-- WHAT THE EXERCISE ASKS --
Which lines of the data hold the word "TelegramChannelConfig"? Copy all of them.
*** Opening of DATA FOR REVIEW ***
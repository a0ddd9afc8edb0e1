//! Notification channel and dispatch configuration types.

use serde::{Deserialize, Serialize};

use super::default_true;

/// Dispatch configuration.
#[derive(Debug, Clone, Default, Serialize, Deserialize)]
pub struct DispatchConfig {
    /// Simulated network latency per channel.
    #[serde(default)]
    pub latency: LatencyConfig,
}

/// Inclusive latency range in milliseconds.
#[derive(Debug, Clone, Copy, PartialEq, Eq, Serialize, Deserialize)]
pub struct LatencyRange {
    pub min_ms: u64,
    pub max_ms: u64,
}

impl LatencyRange {
    pub const fn new(min_ms: u64, max_ms: u64) -> Self {
        Self { min_ms, max_ms }
    }
}

/// Simulated latency per channel.
#[derive(Debug, Clone, Serialize, Deserialize)]
pub struct LatencyConfig {
    #[serde(default = "default_email_latency")]
    pub email: LatencyRange,

    #[serde(default = "default_whatsapp_latency")]
    pub whatsapp: LatencyRange,

    #[serde(default = "default_telegram_latency")]
    pub telegram: LatencyRange,

    #[serde(default = "default_sms_latency")]
    pub sms: LatencyRange,
}

impl Default for LatencyConfig {
    fn default() -> Self {
        Self {
            email: default_email_latency(),
            whatsapp: default_whatsapp_latency(),
            telegram: default_telegram_latency(),
            sms: default_sms_latency(),
        }
    }
}

fn default_email_latency() -> LatencyRange {
    LatencyRange::new(1000, 3000)
}

fn default_whatsapp_latency() -> LatencyRange {
    LatencyRange::new(800, 2300)
}

fn default_telegram_latency() -> LatencyRange {
    LatencyRange::new(600, 1800)
}

fn default_sms_latency() -> LatencyRange {
    LatencyRange::new(700, 2500)
}

/// Per-channel delivery settings.
#[derive(Debug, Clone, Default, Serialize, Deserialize)]
pub struct ChannelsConfig {
    #[serde(default)]
    pub email: EmailChannelConfig,

    #[serde(default)]
    pub whatsapp: WhatsappChannelConfig,

    #[serde(default)]
    pub telegram: TelegramChannelConfig,

    #[serde(default)]
    pub sms: SmsChannelConfig,
}

/// Email channel.
#[derive(Debug, Clone, Serialize, Deserialize)]
pub struct EmailChannelConfig {
    #[serde(default = "default_true")]
    pub enabled: bool,

    #[serde(default)]
    pub smtp: SmtpConfig,

    #[serde(default)]
    pub recipients: Vec<String>,
}

impl Default for EmailChannelConfig {
    fn default() -> Self {
        Self {
            enabled: default_true(),
            smtp: SmtpConfig::default(),
            recipients: Vec::new(),
        }
    }
}

/// SMTP server settings.
#[derive(Debug, Clone, Serialize, Deserialize)]
pub struct SmtpConfig {
    #[serde(default = "default_smtp_host")]
    pub host: String,

    #[serde(default = "default_smtp_port")]
    pub port: u16,

    #[serde(default)]
    pub secure: bool,

    #[serde(default)]
    pub user: String,

    #[serde(default)]
    pub pass: String,

    #[serde(default = "default_smtp_from")]
    pub from: String,
}

impl Default for SmtpConfig {
    fn default() -> Self {
        Self {
            host: default_smtp_host(),
            port: default_smtp_port(),
            secure: false,
            user: String::new(),
            pass: String::new(),
            from: default_smtp_from(),
        }
    }
}

fn default_smtp_host() -> String {
    "smtp.gmail.com".to_string()
}

fn default_smtp_port() -> u16 {
    587
}

fn default_smtp_from() -> String {
    "alerts@watchpost.local".to_string()
}

/// WhatsApp Business API channel.
#[derive(Debug, Clone, Default, Serialize, Deserialize)]
pub struct WhatsappChannelConfig {
    #[serde(default)]
    pub enabled: bool,

    #[serde(default)]
    pub api_key: String,

    #[serde(default)]
    pub business_number: String,

    #[serde(default)]
    pub recipients: Vec<String>,
}

/// Telegram Bot API channel.
#[derive(Debug, Clone, Default, Serialize, Deserialize)]
pub struct TelegramChannelConfig {
    #[serde(default)]
    pub enabled: bool,

    #[serde(default)]
    pub bot_token: String,

    #[serde(default)]
    pub chat_ids: Vec<String>,
}

/// SMS gateway channel.
#[derive(Debug, Clone, Serialize, Deserialize)]
pub struct SmsChannelConfig {
    #[serde(default)]
    pub enabled: bool,

    /// Gateway provider, e.g. `twilio` or `aws-sns`.
    #[serde(default = "default_sms_provider")]
    pub provider: String,

    #[serde(default)]
    pub api_key: String,

    #[serde(default)]
    pub api_secret: String,

    #[serde(default)]
    pub from_number: String,

    #[serde(default)]
    pub recipients: Vec<String>,
}

impl Default for SmsChannelConfig {
    fn default() -> Self {
        Self {
            enabled: false,
            provider: default_sms_provider(),
            api_key: String::new(),
            api_secret: String::new(),
            from_number: String::new(),
            recipients: Vec::new(),
        }
    }
}

fn default_sms_provider() -> String {
    "twilio".to_string()
}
*** Close of DATA FOR REVIEW ***
-- EXERCISE RESPONSE --
    pub telegram: TelegramChannelConfig,
pub struct TelegramChannelConfig {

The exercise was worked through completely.